Depuis mai 2025, le soutien au logement-relais pour les familles vulnérables a été considérablement réduit par la droite départementale. Cette décision contribue également à l’affaiblissement du soutien aux femmes victimes de violences.
Lors de la commission permanente du lundi 14 septembre, la droite a confirmé cette orientation en baissant drastiquement les subventions destinées à la mise à disposition de logement-relais pour les familles vulnérables.
Pour rappel, l’an dernier plus d’un million d’euros étaient consacrés à ces dispositifs. Cette année, 561 576 € de crédits en moins ont été attribués aux associations qui les mettent en œuvre, soit près de la moitié des crédits accordés l’an dernier.
Nous contestons l’aspect inhumain du choix opéré par Olivier Capitanio et sa majorité qui fragilise encore plus les familles vulnérables. Au nom d’une reconcentration sur les compétences obligatoires du Département, cette décision contribue à aggraver la crise du logement en réduisant le nombre de logements-relais disponibles.

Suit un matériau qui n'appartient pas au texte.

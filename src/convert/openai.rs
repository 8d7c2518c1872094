//! OpenAI-compatible chat completions (GPT, DeepSeek, GROQ)

use futures::stream::BoxStream;
use serde::{Deserialize, Serialize};

use super::backend::{BackendError, GenerationOptions, ModelBackend};
use super::sse::{SseEvent, fragment_stream, parse_event};

#[derive(Serialize)]
struct ChatMessage<'a> {
    role: &'static str,
    content: &'a str,
}

#[derive(Serialize)]
struct ChatRequest<'a> {
    model: &'a str,
    messages: [ChatMessage<'a>; 1],
    stream: bool,
    temperature: f32,
    max_tokens: u32,
}

#[derive(Deserialize)]
struct ChatChunk {
    #[serde(default)]
    choices: Vec<ChunkChoice>,
    error: Option<ApiError>,
}

#[derive(Deserialize)]
struct ChunkChoice {
    #[serde(default)]
    delta: Delta,
}

#[derive(Deserialize, Default)]
struct Delta {
    content: Option<String>,
}

#[derive(Deserialize)]
struct ApiError {
    message: String,
}

fn extract_delta(event: &SseEvent) -> Result<Option<String>, BackendError> {
    let Some(chunk) = parse_event::<ChatChunk>(event) else {
        return Ok(None);
    };
    if let Some(error) = chunk.error {
        return Err(BackendError::Provider(error.message));
    }
    Ok(chunk
        .choices
        .into_iter()
        .next()
        .and_then(|choice| choice.delta.content))
}

pub struct OpenAiBackend {
    client: reqwest::Client,
    base_url: String,
    model: String,
    api_key: String,
}

impl OpenAiBackend {
    #[must_use]
    pub fn new(client: reqwest::Client, base_url: String, model: String, api_key: String) -> Self {
        Self {
            client,
            base_url,
            model,
            api_key,
        }
    }
}

impl ModelBackend for OpenAiBackend {
    fn name(&self) -> &str {
        &self.model
    }

    fn stream(
        &self,
        prompt: &str,
        options: &GenerationOptions,
    ) -> BoxStream<'static, Result<String, BackendError>> {
        let url = format!("{}/chat/completions", self.base_url.trim_end_matches('/'));
        let body = ChatRequest {
            model: &self.model,
            messages: [ChatMessage {
                role: "user",
                content: prompt,
            }],
            stream: true,
            temperature: options.temperature,
            max_tokens: options.max_tokens,
        };
        tracing::debug!(%url, model = %self.model, "Starting chat completion stream");

        let request = self
            .client
            .post(url)
            .bearer_auth(&self.api_key)
            .json(&body);
        fragment_stream(request, options.timeout, extract_delta)
    }
}
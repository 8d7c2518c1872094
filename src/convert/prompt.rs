//! Conversion prompt rendering

/// Render the conversion instruction for one request
///
/// The model is asked for bare code so the response needs as little cleanup
/// as possible; [`super::clean::clean_response`] handles the rest.
#[must_use]
pub fn render_prompt(source: &str, target: &str, code: &str) -> String {
    format!(
        "Convert the following {source} code to {target}.\n\
         Preserve the behaviour and the printed output exactly.\n\
         Use idiomatic {target} and only its standard library.\n\
         Respond with the {target} code only, without explanations or markdown fences.\n\
         \n\
         {source} code:\n\
         {code}\n"
    )
}
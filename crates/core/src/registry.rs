//! Ordered registry of cube face layers.
//!
//! Insertion order is significant: the position of a layer is its face index,
//! and every lookup scans front to back so the lowest index wins ties.

use std::collections::HashSet;
use tracing::warn;

use crate::{CanonicalFace, FaceHandle, FaceLayer};

/// Registry of face layers, built once by cube construction.
#[derive(Debug, Clone, Default, PartialEq, Eq)]
pub struct FaceLayerRegistry {
    layers: Vec<FaceLayer>,
}

impl FaceLayerRegistry {
    /// Construct a registry from layers in face-index order.
    ///
    /// Duplicate handles or names are kept (the first occurrence shadows the
    /// rest during lookup) but reported.
    pub fn new(layers: Vec<FaceLayer>) -> Self {
        let mut handles = HashSet::new();
        let mut names = HashSet::new();
        for (index, layer) in layers.iter().enumerate() {
            if !handles.insert(layer.handle) {
                warn!(index, handle = %layer.handle, "Duplicate face handle in registry");
            }
            if !names.insert(layer.name.as_str()) {
                warn!(index, name = %layer.name, "Duplicate face name in registry");
            }
        }
        Self { layers }
    }

    /// The six canonical faces in priority order, with handles `0..=5`.
    pub fn standard_cube() -> Self {
        Self::new(
            CanonicalFace::PRIORITY
                .iter()
                .zip(0u64..)
                .map(|(face, id)| FaceLayer::new(FaceHandle(id), face.name()))
                .collect(),
        )
    }

    /// Number of registered layers.
    pub fn len(&self) -> usize {
        self.layers.len()
    }

    /// Whether no layers are registered.
    pub fn is_empty(&self) -> bool {
        self.layers.is_empty()
    }

    /// Look up a layer by face index.
    pub fn get(&self, index: usize) -> Option<&FaceLayer> {
        self.layers.get(index)
    }

    /// Iterate layers in face-index order.
    pub fn iter(&self) -> std::slice::Iter<'_, FaceLayer> {
        self.layers.iter()
    }

    /// Index of the first layer registered with `handle`.
    pub fn position_of_handle(&self, handle: FaceHandle) -> Option<usize> {
        self.layers.iter().position(|layer| layer.handle == handle)
    }

    /// Index of the first layer registered under `name`.
    pub fn position_of_name(&self, name: &str) -> Option<usize> {
        self.layers.iter().position(|layer| layer.name == name)
    }
}

impl<'a> IntoIterator for &'a FaceLayerRegistry {
    type Item = &'a FaceLayer;
    type IntoIter = std::slice::Iter<'a, FaceLayer>;

    fn into_iter(self) -> Self::IntoIter {
        self.iter()
    }
}
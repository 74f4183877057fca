#![warn(missing_docs)]
//! Yaw/pitch camera that produces the orientation frame used by gestures.
//!
//! World axes are Y-up with +Z forward and +X right. At zero yaw and pitch
//! the camera looks down +Z.

use cubepeel_core::CameraFrame;
use glam::Vec3;

/// Pitch is clamped just short of straight up/down so `right` stays defined.
const PITCH_LIMIT: f32 = std::f32::consts::FRAC_PI_2 - 0.01;

/// Camera with position and yaw/pitch orientation.
#[derive(Debug, Clone, PartialEq)]
pub struct Camera {
    /// Camera position in world space.
    pub position: Vec3,
    /// Horizontal rotation in radians (around Y axis).
    pub yaw: f32,
    /// Vertical rotation in radians, positive looks up.
    pub pitch: f32,
}

impl Default for Camera {
    fn default() -> Self {
        Self {
            position: Vec3::new(0.0, 0.0, -3.0),
            yaw: 0.0,
            pitch: 0.0,
        }
    }
}

impl Camera {
    /// Create a camera at `position` looking down +Z.
    pub fn new(position: Vec3) -> Self {
        Self {
            position,
            ..Default::default()
        }
    }

    /// Place a camera `radius` away from `target`, looking at it from the
    /// direction given by `yaw` and `pitch`.
    pub fn orbit(target: Vec3, radius: f32, yaw: f32, pitch: f32) -> Self {
        let mut camera = Self {
            position: Vec3::ZERO,
            yaw,
            pitch: pitch.clamp(-PITCH_LIMIT, PITCH_LIMIT),
        };
        camera.position = target - camera.forward() * radius;
        camera
    }

    /// Aim the camera at `target`. Does nothing if `target` is the camera
    /// position.
    pub fn look_at(&mut self, target: Vec3) {
        let Some(dir) = (target - self.position).try_normalize() else {
            return;
        };
        self.yaw = dir.x.atan2(dir.z).rem_euclid(std::f32::consts::TAU);
        self.pitch = dir.y.asin().clamp(-PITCH_LIMIT, PITCH_LIMIT);
    }

    /// Get the forward direction vector (where camera is looking).
    pub fn forward(&self) -> Vec3 {
        Vec3::new(
            self.yaw.sin() * self.pitch.cos(),
            self.pitch.sin(),
            self.yaw.cos() * self.pitch.cos(),
        )
        .normalize()
    }

    /// Get the right direction vector (camera's local X axis).
    pub fn right(&self) -> Vec3 {
        Vec3::new(self.yaw.cos(), 0.0, -self.yaw.sin()).normalize()
    }

    /// Get the up direction vector (camera's local Y axis).
    pub fn up(&self) -> Vec3 {
        self.forward().cross(self.right()).normalize()
    }

    /// Orientation basis for gesture mapping.
    pub fn frame(&self) -> CameraFrame {
        CameraFrame::new(self.forward(), self.right(), self.up())
    }

    /// Rotate the camera (add to yaw and pitch).
    ///
    /// # Arguments
    /// * `delta_yaw` - Horizontal rotation delta in radians
    /// * `delta_pitch` - Vertical rotation delta in radians
    pub fn rotate(&mut self, delta_yaw: f32, delta_pitch: f32) {
        self.yaw += delta_yaw;
        self.pitch += delta_pitch;

        self.pitch = self.pitch.clamp(-PITCH_LIMIT, PITCH_LIMIT);

        // Normalize yaw to [0, 2π); rem_euclid rounds tiny negatives up to 2π.
        self.yaw = self.yaw.rem_euclid(std::f32::consts::TAU);
        if self.yaw >= std::f32::consts::TAU {
            self.yaw = 0.0;
        }
    }
}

Le 115 étant régulièrement saturé, en dehors du droit commun, de nombreuses femmes victimes de violences, des familles et des enfants, se retrouvent alors dans la rue, sans pouvoir se tourner vers des solutions d’hébergement ou de logements pérennes en dehors des seuls cas d’urgences ou de mises à l’abri.
A l’heure où la proposition de loi intégrale visant à lutter contre les violences sexistes et sexuelles nécessite un renforcement accru du soutien aux associations qui accompagnent les victimes – conformément à l’avis rendu par le CESE (Conseil économique social et environnemental) – la droite val-de-marnaise se place à rebours de cet objectif.